The research team analyzed a total of 536 patients, of which 161 produced valid sputum. A potentially pathogenic microorganism was isolated from 88 subjects (16.4%). Researchers observed that the most frequently isolated microorganism was Pseudomonas aeruginosa (30.7%), followed by Streptococcus pneumoniae (26.1%), Enterobacteriaceae (20.4%), H. influenzae (15.9%), and M. catharralis (6.8%). None of these patients had Staphylococcus aureus. The isolation of P. aeruginosa (30.7%) was associated with a greater severity of the lung disease and other comorbidities such as heart failure and cerebrovascular disease.

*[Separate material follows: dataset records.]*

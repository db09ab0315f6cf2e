//! Order book depth view.

use chrono::{DateTime, Utc};
use rust_decimal::Decimal;
use serde::{Deserialize, Serialize};

use crate::domain::shared::Symbol;

/// One price level.
#[derive(Debug, Clone, Copy, PartialEq, Eq, Serialize, Deserialize)]
pub struct OrderBookLevel {
    /// Level price.
    pub price: Decimal,
    /// Quantity resting at the level.
    pub quantity: Decimal,
}

/// Depth view: bids descending, asks ascending.
#[derive(Debug, Clone, PartialEq, Eq, Serialize, Deserialize)]
pub struct OrderBook {
    /// Symbol.
    pub symbol: Symbol,
    /// Bid levels, best (highest) first.
    pub bids: Vec<OrderBookLevel>,
    /// Ask levels, best (lowest) first.
    pub asks: Vec<OrderBookLevel>,
    /// Build time.
    pub timestamp: DateTime<Utc>,
}

impl OrderBook {
    /// Build a book, sorting each side into canonical order.
    #[must_use]
    pub fn new(
        symbol: Symbol,
        mut bids: Vec<OrderBookLevel>,
        mut asks: Vec<OrderBookLevel>,
        timestamp: DateTime<Utc>,
    ) -> Self {
        bids.sort_by(|a, b| b.price.cmp(&a.price));
        asks.sort_by(|a, b| a.price.cmp(&b.price));
        Self {
            symbol,
            bids,
            asks,
            timestamp,
        }
    }

    /// Highest bid level.
    #[must_use]
    pub fn best_bid(&self) -> Option<&OrderBookLevel> {
        self.bids.first()
    }

    /// Lowest ask level.
    #[must_use]
    pub fn best_ask(&self) -> Option<&OrderBookLevel> {
        self.asks.first()
    }
}
//! Application Layer
//!
//! The application layer orchestrates domain logic. It defines:
//!
//! - **Ports**: Interfaces to market data and time
//! - **Services**: Order lifecycle, algorithmic scheduling, statistics
//! - **DTOs**: Views returned by the trading facade

pub mod dto;
pub mod ports;
pub mod services;

pub use dto::*;
pub use ports::*;
pub use services::*;
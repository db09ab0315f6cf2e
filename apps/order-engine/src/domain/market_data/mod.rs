//! Market Data Bounded Context
//!
//! Top-of-book snapshots and derived depth views consumed by matching.

mod order_book;
mod snapshot;

pub use order_book::{OrderBook, OrderBookLevel};
pub use snapshot::MarketSnapshot;
//! Clock Port
//!
//! Wall-clock time source, so tests can drive DAY expiry deterministically.

use chrono::{DateTime, Utc};

/// Source of the current time.
pub trait Clock: Send + Sync {
    /// Current UTC time.
    fn now(&self) -> DateTime<Utc>;
}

S. pneumoniae was associated with greater comorbidity according to a number of diseases, such as peripheral artery disease, hypertension, dyslipidemia, osteoporosis, and depression. For enterobacteria, the patients were younger, had less functional impairment, and were more likely to need non-invasive mechanical ventilation.
Overall, the researchers found that patients with AE-COPD and P. aeruginosa showed higher COPD severity, while those with S. pneumoniae had greater comorbidity. Moreover, diseases associated with COPD differed according to the microorganism isolated in the sputum.
Finally, these findings indicate that comorbidity can vary depending on the etiology of the bacterial exacerbation, and are relevant for clinical practice since they may help to decide the optimal antibiotic treatment for AE-COPD patients.